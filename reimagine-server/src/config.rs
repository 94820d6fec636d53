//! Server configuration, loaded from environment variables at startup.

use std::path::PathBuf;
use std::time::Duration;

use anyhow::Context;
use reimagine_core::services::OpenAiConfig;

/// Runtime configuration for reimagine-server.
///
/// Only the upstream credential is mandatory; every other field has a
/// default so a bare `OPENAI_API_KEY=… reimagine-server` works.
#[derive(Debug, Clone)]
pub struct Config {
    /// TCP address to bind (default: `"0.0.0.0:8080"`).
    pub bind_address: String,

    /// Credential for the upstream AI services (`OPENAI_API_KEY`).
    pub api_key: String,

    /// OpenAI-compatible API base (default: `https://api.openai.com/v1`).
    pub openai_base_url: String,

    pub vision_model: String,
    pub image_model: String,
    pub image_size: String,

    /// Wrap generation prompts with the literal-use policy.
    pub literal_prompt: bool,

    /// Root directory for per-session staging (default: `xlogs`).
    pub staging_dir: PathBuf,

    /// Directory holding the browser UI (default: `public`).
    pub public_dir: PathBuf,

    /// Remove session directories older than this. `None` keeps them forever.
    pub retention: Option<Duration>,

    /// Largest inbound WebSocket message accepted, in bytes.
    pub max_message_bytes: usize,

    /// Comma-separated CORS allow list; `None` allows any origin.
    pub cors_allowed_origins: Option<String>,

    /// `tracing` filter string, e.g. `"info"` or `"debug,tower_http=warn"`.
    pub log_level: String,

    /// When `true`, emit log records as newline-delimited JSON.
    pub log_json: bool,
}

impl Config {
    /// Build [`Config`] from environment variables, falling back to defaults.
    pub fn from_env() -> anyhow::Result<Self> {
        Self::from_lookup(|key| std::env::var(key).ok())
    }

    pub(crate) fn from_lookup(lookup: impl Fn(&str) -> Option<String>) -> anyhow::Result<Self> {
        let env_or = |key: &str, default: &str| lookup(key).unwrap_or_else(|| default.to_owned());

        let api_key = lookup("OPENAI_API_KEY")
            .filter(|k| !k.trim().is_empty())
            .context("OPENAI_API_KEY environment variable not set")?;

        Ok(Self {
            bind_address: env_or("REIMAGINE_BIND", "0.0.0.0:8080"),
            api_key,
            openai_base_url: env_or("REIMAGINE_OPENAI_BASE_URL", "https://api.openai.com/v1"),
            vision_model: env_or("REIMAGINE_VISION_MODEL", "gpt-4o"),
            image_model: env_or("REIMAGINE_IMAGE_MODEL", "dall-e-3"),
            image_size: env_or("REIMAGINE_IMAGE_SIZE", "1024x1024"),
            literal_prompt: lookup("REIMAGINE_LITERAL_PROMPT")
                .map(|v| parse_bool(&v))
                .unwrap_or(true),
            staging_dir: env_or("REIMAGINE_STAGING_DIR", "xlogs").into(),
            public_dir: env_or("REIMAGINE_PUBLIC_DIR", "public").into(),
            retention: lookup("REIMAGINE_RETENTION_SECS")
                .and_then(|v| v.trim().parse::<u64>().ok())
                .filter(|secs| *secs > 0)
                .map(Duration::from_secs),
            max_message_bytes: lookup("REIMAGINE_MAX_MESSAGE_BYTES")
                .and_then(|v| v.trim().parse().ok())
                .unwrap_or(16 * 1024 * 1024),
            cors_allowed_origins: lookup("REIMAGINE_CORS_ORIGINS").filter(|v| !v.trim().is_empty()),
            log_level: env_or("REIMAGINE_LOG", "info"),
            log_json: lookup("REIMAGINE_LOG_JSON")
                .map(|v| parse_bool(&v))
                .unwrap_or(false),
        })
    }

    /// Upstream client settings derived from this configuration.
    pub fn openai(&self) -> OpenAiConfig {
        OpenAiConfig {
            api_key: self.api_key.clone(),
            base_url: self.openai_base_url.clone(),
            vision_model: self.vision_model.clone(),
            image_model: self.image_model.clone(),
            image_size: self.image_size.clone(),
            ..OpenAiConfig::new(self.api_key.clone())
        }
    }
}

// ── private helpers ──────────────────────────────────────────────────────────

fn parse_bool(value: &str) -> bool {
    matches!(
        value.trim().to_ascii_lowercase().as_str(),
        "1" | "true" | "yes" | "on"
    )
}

++++

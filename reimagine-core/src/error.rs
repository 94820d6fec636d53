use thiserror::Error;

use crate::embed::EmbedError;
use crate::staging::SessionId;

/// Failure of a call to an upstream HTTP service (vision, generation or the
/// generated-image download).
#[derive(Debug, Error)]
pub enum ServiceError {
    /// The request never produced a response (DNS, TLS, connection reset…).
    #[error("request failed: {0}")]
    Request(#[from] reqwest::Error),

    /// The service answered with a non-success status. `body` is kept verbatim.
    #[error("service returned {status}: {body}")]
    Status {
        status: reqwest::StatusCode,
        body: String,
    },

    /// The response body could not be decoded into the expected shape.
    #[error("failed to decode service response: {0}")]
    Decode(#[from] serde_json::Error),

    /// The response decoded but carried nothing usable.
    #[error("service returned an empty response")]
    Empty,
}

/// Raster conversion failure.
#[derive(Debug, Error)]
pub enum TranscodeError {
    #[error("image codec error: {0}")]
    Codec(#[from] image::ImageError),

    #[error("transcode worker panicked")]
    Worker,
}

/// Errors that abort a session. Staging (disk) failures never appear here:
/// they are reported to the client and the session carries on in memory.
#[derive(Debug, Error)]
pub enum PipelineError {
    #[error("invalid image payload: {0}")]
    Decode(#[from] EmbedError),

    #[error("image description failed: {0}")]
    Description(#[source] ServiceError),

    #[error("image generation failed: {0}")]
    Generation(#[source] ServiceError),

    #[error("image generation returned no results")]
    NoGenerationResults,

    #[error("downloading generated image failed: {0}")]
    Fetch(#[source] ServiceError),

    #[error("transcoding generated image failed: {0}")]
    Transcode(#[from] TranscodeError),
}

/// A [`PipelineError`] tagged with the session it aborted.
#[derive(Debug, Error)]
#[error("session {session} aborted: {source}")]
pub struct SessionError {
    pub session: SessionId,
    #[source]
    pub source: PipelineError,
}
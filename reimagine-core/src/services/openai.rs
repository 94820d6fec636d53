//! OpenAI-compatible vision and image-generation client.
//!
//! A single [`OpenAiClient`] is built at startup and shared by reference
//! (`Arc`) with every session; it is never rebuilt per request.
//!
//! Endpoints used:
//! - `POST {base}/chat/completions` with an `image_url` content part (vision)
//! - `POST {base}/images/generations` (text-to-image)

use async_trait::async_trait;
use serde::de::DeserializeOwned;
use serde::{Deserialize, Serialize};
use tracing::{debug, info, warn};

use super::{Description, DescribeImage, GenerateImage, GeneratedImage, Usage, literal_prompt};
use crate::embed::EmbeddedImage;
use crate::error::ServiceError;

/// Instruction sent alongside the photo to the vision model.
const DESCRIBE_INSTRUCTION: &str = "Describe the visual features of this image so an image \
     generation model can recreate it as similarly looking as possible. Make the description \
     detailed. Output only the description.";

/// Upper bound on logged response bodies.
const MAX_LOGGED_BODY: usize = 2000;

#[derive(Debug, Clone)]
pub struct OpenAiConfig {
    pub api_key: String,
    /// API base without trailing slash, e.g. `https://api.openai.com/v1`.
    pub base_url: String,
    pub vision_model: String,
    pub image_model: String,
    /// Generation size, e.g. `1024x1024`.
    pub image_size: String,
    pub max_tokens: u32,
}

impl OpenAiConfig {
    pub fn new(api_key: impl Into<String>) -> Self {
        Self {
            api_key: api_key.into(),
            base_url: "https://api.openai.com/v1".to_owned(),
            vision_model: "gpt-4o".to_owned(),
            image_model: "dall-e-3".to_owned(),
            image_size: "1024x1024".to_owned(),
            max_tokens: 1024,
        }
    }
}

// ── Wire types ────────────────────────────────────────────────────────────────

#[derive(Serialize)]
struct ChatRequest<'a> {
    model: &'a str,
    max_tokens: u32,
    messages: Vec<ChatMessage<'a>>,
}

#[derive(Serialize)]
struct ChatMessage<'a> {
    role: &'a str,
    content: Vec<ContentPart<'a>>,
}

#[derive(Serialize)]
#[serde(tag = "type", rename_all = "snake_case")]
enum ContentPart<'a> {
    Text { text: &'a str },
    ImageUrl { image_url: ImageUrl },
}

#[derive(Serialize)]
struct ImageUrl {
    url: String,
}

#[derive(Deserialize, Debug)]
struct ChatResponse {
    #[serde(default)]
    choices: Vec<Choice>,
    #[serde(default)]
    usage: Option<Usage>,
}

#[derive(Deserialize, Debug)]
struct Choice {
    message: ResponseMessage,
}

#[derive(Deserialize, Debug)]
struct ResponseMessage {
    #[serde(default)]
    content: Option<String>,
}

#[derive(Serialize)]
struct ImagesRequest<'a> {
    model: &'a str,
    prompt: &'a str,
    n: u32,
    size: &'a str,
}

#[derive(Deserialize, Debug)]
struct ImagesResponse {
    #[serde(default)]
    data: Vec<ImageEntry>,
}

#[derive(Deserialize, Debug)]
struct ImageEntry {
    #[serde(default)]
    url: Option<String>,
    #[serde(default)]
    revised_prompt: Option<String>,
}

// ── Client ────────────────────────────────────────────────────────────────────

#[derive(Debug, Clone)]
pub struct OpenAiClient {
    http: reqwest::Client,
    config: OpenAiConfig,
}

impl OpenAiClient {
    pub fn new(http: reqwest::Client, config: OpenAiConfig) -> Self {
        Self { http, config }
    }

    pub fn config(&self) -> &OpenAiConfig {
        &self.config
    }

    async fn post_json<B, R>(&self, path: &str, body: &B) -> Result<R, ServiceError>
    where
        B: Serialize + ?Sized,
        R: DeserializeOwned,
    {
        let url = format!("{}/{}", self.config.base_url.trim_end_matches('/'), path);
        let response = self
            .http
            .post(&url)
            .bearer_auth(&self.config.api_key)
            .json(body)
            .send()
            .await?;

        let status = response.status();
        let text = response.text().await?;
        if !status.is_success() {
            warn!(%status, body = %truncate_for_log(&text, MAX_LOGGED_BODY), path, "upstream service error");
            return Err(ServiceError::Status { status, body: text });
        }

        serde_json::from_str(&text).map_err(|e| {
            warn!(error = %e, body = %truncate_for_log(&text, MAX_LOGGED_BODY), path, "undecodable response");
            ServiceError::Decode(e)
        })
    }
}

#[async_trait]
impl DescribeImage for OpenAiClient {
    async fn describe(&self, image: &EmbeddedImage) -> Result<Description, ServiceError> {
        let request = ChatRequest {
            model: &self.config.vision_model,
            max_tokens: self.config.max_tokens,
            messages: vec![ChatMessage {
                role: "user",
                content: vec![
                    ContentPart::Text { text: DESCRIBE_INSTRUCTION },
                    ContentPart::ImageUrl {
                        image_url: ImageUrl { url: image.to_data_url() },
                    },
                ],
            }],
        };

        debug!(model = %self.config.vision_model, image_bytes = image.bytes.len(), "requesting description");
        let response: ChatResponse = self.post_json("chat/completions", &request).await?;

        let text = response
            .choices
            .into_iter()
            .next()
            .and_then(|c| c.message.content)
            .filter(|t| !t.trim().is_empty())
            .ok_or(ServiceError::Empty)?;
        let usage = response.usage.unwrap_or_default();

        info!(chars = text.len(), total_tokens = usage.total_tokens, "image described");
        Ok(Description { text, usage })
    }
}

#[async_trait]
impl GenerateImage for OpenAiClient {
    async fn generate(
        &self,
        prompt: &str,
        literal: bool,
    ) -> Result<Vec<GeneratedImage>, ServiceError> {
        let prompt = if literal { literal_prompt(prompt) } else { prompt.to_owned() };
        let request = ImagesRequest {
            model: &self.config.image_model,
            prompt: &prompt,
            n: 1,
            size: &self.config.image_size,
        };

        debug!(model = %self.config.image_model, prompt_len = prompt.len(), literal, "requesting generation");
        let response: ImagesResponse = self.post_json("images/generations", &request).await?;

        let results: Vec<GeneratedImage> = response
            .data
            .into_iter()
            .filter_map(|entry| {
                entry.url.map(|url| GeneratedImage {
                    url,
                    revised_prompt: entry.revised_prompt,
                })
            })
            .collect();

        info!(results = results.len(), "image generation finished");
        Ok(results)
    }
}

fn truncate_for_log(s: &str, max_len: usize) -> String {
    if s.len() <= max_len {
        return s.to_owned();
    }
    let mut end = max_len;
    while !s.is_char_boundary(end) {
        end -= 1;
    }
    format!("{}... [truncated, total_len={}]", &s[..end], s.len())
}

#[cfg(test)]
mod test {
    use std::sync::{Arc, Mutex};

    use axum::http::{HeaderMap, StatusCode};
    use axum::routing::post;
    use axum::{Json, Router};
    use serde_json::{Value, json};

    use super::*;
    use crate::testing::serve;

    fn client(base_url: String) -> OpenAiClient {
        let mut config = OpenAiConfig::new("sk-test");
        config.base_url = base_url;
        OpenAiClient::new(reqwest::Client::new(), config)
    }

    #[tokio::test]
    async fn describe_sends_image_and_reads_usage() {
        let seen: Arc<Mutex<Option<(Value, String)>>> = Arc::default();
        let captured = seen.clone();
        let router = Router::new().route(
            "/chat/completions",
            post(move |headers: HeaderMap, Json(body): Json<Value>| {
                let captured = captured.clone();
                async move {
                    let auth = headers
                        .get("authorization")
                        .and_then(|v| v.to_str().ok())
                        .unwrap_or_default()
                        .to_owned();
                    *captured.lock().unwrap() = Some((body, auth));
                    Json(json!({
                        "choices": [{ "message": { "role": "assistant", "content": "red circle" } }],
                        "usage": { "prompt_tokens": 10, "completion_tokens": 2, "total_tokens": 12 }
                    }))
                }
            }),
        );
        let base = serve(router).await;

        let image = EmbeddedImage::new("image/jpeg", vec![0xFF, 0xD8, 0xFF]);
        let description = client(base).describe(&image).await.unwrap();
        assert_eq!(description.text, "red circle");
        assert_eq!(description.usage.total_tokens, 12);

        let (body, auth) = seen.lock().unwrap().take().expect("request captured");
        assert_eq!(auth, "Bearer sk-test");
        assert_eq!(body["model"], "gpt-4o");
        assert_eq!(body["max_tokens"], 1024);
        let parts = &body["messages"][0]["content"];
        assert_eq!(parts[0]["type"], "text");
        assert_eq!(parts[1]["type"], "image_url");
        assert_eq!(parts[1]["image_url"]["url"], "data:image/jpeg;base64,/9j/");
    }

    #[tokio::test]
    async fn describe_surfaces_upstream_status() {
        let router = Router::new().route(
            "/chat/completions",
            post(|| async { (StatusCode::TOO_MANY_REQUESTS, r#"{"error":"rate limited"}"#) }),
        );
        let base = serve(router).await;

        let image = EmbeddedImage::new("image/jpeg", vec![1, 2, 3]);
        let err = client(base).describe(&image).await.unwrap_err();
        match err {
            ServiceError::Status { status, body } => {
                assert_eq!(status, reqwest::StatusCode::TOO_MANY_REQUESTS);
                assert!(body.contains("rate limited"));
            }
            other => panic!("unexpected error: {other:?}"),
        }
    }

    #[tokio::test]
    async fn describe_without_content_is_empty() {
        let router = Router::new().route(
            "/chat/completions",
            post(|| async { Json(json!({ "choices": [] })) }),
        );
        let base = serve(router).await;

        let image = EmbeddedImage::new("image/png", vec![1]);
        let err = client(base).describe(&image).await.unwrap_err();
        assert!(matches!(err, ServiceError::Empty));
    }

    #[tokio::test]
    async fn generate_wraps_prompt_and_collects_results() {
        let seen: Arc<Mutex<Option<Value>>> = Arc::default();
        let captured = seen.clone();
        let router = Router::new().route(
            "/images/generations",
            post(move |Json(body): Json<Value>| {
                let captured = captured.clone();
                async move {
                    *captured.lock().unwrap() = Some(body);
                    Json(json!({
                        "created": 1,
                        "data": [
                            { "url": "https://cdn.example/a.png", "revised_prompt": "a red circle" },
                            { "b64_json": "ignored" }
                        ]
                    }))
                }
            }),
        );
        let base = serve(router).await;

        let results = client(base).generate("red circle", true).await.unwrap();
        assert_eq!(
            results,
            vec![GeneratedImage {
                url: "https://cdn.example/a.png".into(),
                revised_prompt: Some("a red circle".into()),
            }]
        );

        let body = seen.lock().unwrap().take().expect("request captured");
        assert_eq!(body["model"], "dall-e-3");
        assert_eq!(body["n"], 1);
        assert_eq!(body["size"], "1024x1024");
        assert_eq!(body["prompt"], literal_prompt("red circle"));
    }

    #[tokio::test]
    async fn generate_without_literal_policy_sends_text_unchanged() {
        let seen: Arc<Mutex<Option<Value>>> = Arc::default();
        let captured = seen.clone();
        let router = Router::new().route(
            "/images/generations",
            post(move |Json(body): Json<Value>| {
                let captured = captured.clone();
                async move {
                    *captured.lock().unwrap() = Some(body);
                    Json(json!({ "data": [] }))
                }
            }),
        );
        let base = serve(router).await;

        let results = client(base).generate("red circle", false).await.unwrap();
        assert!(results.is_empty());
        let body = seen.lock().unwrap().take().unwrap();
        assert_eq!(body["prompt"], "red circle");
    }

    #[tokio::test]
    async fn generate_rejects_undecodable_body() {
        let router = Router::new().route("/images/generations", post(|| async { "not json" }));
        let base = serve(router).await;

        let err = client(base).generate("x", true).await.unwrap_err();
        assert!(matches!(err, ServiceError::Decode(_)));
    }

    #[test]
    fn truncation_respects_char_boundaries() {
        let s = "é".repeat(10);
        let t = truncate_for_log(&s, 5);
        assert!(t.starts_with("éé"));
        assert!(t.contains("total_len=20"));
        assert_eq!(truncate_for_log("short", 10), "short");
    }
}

++++

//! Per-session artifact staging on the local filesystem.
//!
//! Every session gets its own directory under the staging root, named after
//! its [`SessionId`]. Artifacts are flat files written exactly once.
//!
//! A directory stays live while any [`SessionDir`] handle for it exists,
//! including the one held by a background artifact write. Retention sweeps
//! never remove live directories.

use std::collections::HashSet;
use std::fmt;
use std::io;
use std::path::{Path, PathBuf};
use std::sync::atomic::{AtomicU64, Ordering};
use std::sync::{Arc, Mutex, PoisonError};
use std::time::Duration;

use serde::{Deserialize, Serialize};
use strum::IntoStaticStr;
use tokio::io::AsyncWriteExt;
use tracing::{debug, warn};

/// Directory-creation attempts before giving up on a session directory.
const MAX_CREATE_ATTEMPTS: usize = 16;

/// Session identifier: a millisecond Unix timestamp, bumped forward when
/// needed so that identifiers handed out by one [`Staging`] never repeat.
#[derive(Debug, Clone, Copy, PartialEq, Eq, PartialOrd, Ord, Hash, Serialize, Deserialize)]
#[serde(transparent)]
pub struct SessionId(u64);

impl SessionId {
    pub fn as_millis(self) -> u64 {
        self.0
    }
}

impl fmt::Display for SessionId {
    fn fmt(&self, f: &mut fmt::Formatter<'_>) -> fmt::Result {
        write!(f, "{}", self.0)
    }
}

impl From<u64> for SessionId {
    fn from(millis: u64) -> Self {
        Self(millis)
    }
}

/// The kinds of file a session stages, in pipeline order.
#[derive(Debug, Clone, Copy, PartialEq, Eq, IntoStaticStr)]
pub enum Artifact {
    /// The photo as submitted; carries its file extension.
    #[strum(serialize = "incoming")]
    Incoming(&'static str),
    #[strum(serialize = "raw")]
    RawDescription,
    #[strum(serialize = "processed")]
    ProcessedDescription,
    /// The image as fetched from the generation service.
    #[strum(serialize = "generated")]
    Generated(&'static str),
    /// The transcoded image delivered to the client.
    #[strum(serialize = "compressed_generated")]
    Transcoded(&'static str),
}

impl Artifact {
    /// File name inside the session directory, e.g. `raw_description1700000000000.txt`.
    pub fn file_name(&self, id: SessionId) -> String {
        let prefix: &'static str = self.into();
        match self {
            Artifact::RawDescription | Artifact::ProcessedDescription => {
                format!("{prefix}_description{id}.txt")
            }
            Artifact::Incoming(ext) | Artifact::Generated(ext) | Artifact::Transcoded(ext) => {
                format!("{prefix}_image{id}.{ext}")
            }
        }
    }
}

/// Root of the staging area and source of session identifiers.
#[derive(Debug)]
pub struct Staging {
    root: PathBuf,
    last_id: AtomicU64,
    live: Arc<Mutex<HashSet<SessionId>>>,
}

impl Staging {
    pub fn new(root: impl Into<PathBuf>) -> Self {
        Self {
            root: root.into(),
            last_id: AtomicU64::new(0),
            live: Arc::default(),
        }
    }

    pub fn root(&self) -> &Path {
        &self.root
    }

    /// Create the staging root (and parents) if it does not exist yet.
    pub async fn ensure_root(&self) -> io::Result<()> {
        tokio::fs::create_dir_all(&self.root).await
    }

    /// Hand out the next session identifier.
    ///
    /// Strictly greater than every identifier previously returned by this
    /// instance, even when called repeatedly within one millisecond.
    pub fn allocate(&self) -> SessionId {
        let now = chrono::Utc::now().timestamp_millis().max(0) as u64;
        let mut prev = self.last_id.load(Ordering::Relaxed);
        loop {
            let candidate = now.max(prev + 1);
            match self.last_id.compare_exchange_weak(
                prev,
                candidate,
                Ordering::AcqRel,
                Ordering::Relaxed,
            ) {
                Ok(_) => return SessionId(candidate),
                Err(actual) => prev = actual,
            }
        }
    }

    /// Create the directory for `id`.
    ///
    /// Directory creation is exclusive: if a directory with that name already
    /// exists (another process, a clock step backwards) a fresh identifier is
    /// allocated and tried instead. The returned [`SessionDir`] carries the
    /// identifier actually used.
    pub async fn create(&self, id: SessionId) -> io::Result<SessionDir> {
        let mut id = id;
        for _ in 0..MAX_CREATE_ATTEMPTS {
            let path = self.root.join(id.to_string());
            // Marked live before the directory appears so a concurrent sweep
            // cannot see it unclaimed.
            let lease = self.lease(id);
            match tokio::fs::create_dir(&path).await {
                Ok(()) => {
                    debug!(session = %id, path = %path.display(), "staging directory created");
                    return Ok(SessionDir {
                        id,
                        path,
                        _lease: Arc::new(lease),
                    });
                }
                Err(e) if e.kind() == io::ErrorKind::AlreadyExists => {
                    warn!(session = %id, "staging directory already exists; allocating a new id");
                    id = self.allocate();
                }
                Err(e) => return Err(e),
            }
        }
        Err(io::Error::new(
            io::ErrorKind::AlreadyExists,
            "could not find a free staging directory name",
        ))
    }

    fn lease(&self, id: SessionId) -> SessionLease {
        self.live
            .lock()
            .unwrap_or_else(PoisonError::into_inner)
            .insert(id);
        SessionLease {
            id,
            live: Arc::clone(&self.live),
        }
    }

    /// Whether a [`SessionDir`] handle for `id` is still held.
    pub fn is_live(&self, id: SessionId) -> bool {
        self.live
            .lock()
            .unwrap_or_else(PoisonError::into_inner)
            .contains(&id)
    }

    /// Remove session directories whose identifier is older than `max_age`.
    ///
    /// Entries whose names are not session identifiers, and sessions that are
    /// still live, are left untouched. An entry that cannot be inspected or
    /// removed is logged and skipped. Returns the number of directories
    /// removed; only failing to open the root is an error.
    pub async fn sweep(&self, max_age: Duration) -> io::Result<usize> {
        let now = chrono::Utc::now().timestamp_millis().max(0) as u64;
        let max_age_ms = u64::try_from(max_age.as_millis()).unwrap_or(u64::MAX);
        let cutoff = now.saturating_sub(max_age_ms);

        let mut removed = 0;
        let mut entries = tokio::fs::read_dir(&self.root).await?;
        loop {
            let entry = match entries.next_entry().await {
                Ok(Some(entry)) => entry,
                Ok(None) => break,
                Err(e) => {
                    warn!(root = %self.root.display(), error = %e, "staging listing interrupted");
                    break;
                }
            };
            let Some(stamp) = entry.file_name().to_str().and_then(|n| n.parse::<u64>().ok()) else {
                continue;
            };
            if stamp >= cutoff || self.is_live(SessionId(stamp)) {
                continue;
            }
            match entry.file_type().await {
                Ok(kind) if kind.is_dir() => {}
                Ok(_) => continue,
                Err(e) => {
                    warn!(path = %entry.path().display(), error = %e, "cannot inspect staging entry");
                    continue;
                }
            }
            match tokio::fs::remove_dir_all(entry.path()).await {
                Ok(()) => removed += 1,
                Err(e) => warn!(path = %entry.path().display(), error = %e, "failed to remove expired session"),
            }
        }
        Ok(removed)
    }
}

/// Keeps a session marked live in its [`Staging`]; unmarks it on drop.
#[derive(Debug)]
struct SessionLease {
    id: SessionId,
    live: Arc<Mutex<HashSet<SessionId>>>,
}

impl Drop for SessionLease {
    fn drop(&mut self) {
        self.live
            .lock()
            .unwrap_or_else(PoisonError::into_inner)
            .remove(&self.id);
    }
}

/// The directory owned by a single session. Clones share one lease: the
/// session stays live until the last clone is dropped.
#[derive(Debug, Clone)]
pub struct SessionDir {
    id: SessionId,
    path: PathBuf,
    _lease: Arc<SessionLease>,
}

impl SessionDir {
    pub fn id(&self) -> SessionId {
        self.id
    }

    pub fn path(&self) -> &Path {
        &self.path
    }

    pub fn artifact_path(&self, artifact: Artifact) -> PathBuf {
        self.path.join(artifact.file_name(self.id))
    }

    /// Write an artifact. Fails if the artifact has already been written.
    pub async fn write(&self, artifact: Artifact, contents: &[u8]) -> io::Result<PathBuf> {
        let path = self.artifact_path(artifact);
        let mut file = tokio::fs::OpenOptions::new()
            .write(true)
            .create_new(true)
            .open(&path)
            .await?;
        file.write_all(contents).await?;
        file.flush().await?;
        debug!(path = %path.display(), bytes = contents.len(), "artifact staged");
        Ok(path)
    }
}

++++

◆ **What this task involves**
Lines with "strum": find them in the data and copy each one.

◆ **Response to the exercise**
use strum::IntoStaticStr;
    #[strum(serialize = "incoming")]
    #[strum(serialize = "raw")]
    #[strum(serialize = "processed")]
    #[strum(serialize = "generated")]
    #[strum(serialize = "compressed_generated")]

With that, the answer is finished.